Search the data below for the word "HashMap" and copy each line that holds it.

Stored items:
--- START ---
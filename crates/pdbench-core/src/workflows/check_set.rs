use crate::core::chains::{ListKind, read_chain_list};
use crate::engine::config::require_existing;
use crate::engine::error::BenchError;
use crate::engine::overlap::{OverlapReport, resolve};
use std::path::Path;
use tracing::{info, instrument};

/// Compares a benchmark list with a training list and returns the leakage report.
///
/// The training list may start with a PISCES-style header line; the benchmark list is
/// read verbatim.
#[instrument(skip_all, name = "check_set_workflow")]
pub fn run(dataset: &Path, training_set: &Path) -> Result<OverlapReport, BenchError> {
    require_existing("dataset", dataset)?;
    require_existing("training_set", training_set)?;

    let training = read_chain_list(training_set, ListKind::HeaderDetect)?;
    let testing = read_chain_list(dataset, ListKind::Plain)?;
    info!(
        training = training.len(),
        testing = testing.len(),
        "Loaded chain lists."
    );

    let report = resolve(&training, &testing);
    info!(
        overlap = report.overlap.len(),
        clean = report.clean.len(),
        "Overlap check finished."
    );
    Ok(report)
}
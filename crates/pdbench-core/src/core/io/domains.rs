use crate::core::chains::{CHAIN_ID_LEN, ChainId};
use std::collections::HashMap;
use std::fs;
use std::path::{Path, PathBuf};
use thiserror::Error;
use tracing::debug;

#[derive(Debug, Error)]
pub enum DomainError {
    #[error("Failed to read domain file '{path}': {source}", path = path.display())]
    Io {
        path: PathBuf,
        source: std::io::Error,
    },
    #[error("Invalid domain record on line {line}: {reason}")]
    InvalidRecord { line: usize, reason: String },
}

/// Residue-number segments of structural domains, grouped by chain.
///
/// Each record reads `<domain id> <start>-<end>[,<start>-<end>...]`, where the first five
/// characters of the domain id (e.g. `1a2bA01`) name the chain.
#[derive(Debug, Clone, Default, PartialEq)]
pub struct DomainBoundaries {
    segments: HashMap<ChainId, Vec<(isize, isize)>>,
}

fn parse_segment(segment: &str) -> Option<(isize, isize)> {
    let split_at = segment.get(1..)?.find('-')? + 1;
    let (start, end) = segment.split_at(split_at);
    let start: isize = start.trim().parse().ok()?;
    let end: isize = end.get(1..)?.trim().parse().ok()?;
    (start <= end).then_some((start, end))
}

impl DomainBoundaries {
    pub fn parse(text: &str) -> Result<Self, DomainError> {
        let mut boundaries = Self::default();
        for (idx, line) in text.lines().enumerate() {
            let line_num = idx + 1;
            let trimmed = line.trim();
            if trimmed.is_empty() || trimmed.starts_with('#') {
                continue;
            }
            let mut tokens = trimmed.split_whitespace();
            let domain_id = tokens.next().unwrap_or_default();
            let chain = domain_id
                .get(..CHAIN_ID_LEN)
                .map(ChainId::new)
                .ok_or_else(|| DomainError::InvalidRecord {
                    line: line_num,
                    reason: format!("domain id '{}' is shorter than a chain id", domain_id),
                })?;
            let ranges = tokens.next().ok_or_else(|| DomainError::InvalidRecord {
                line: line_num,
                reason: "missing segment list".to_string(),
            })?;

            let entry = boundaries.segments.entry(chain).or_default();
            for segment in ranges.split(',') {
                let parsed = parse_segment(segment).ok_or_else(|| DomainError::InvalidRecord {
                    line: line_num,
                    reason: format!("invalid segment '{}'", segment),
                })?;
                entry.push(parsed);
            }
        }
        Ok(boundaries)
    }

    pub fn load(path: &Path) -> Result<Self, DomainError> {
        let content = fs::read_to_string(path).map_err(|e| DomainError::Io {
            path: path.to_path_buf(),
            source: e,
        })?;
        let boundaries = Self::parse(&content)?;
        debug!(path = ?path, chains = boundaries.segments.len(), "Loaded domain boundaries.");
        Ok(boundaries)
    }

    pub fn has_chain(&self, chain: &ChainId) -> bool {
        self.segments.contains_key(chain)
    }

    pub fn contains(&self, chain: &ChainId, residue_number: isize) -> bool {
        self.segments.get(chain).is_some_and(|segments| {
            segments
                .iter()
                .any(|&(start, end)| (start..=end).contains(&residue_number))
        })
    }
}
--- END ---
→ ANSWER TO THE EXERCISE
use std::collections::HashMap;
    segments: HashMap<ChainId, Vec<(isize, isize)>>,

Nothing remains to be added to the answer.